-- THE PROBLEM --
Every line below that holds "through" must be copied.

[[ THE RECORDS, beginning ]]

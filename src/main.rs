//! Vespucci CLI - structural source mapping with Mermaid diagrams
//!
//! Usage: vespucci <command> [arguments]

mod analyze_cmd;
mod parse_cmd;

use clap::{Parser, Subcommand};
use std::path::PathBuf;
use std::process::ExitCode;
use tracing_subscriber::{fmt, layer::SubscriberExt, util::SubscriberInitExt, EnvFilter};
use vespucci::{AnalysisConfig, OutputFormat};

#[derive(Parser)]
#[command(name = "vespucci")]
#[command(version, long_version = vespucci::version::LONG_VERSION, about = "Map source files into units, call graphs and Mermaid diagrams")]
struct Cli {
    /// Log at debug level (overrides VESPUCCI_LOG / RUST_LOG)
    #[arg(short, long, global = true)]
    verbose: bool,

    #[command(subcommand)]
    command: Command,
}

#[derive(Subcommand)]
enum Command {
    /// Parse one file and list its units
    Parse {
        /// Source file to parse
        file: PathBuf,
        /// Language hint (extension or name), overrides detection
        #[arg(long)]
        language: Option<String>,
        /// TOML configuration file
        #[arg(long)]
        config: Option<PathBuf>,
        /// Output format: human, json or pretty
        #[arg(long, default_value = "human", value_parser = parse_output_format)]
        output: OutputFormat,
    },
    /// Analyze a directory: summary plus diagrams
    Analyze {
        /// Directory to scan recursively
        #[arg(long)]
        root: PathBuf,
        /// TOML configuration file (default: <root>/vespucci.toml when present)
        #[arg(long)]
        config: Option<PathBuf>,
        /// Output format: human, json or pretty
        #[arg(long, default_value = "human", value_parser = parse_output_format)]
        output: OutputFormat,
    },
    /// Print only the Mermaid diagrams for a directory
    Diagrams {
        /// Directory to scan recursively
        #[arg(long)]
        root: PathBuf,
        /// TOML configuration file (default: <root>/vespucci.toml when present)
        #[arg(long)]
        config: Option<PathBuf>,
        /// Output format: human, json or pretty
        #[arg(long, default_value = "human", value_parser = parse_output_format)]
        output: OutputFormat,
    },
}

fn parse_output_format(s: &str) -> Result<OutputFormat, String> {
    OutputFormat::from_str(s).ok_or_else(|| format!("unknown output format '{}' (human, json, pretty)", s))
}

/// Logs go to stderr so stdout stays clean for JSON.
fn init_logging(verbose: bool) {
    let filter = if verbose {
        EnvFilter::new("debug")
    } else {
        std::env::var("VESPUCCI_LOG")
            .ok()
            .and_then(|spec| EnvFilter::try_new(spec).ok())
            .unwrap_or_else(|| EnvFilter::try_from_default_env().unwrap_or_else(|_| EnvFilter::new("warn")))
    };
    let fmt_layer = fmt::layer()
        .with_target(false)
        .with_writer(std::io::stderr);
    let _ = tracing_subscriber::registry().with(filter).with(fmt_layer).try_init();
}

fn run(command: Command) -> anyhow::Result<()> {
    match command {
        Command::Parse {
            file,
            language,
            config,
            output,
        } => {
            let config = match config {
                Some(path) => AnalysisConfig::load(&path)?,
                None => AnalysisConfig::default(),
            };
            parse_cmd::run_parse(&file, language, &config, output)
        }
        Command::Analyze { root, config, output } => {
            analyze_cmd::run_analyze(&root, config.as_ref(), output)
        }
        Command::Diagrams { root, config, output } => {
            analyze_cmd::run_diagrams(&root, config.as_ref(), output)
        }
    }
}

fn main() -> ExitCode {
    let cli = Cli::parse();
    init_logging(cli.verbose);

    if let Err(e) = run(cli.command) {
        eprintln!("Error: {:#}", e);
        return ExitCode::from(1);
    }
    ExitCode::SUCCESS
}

[[ THE RECORDS, end ]]
[[ THE RECORDS, beginning ]]

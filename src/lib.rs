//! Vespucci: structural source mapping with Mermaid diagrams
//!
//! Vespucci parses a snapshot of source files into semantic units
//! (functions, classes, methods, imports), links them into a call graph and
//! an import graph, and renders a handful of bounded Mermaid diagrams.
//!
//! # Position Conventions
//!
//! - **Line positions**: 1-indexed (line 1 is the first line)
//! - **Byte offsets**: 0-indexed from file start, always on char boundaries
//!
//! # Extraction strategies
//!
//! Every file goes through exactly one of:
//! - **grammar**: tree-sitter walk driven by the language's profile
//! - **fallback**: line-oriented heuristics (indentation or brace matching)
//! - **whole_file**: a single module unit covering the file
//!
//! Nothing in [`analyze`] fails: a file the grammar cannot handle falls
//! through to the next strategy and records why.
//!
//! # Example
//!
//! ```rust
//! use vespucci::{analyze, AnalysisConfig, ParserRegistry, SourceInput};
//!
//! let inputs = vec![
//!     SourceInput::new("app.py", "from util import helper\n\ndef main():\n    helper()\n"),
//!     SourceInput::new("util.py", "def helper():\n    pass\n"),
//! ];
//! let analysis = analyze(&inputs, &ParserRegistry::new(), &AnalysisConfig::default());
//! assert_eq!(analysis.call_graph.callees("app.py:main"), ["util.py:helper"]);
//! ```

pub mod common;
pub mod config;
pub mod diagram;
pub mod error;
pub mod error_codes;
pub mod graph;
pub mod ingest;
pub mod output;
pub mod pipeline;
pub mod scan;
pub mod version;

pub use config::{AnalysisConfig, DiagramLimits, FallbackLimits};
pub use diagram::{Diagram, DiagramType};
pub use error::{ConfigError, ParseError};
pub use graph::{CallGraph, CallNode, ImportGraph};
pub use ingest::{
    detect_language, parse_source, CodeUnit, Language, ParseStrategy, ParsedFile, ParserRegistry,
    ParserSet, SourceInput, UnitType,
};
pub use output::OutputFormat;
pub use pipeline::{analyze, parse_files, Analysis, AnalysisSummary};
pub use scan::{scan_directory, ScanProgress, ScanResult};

[[ THE RECORDS, end ]]
[[ THE RECORDS, beginning ]]

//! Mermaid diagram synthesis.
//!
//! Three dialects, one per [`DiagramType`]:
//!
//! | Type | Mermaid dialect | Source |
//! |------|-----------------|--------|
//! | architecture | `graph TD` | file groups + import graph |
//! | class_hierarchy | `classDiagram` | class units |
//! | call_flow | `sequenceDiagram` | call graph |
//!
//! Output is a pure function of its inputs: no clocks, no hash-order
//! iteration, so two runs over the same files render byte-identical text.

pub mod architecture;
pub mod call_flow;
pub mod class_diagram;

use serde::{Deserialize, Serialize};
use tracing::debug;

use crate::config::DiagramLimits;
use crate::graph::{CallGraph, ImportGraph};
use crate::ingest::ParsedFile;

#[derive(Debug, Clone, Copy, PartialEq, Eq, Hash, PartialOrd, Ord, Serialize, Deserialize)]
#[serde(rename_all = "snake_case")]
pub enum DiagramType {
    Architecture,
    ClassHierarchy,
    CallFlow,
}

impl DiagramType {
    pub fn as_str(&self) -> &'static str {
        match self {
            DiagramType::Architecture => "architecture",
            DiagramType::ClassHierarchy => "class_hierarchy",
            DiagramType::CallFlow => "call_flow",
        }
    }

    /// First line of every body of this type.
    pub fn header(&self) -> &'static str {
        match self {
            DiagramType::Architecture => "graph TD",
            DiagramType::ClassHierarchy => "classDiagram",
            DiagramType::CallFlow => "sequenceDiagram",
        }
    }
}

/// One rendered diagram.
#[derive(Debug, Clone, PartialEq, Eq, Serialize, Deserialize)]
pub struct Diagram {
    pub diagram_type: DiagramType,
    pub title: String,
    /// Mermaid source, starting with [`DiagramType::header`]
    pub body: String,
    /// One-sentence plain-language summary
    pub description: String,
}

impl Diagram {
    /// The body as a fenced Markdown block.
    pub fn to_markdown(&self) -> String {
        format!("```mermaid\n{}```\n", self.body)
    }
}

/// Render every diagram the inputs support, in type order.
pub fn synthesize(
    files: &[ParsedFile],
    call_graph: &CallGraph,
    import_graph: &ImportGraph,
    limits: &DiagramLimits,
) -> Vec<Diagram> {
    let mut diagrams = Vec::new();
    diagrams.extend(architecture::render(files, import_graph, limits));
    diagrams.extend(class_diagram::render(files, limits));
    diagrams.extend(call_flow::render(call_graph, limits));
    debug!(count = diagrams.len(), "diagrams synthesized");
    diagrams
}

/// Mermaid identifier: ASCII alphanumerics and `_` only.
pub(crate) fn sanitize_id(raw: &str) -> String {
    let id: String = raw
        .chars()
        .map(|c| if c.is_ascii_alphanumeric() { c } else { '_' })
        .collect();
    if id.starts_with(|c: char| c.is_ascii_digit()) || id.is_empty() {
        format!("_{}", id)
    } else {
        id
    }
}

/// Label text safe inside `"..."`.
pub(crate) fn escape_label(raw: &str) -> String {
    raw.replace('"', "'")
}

[[ THE RECORDS, end ]]

-- SOLUTION TO THIS PROBLEM --
//! Every file goes through exactly one of:
//! through to the next strategy and records why.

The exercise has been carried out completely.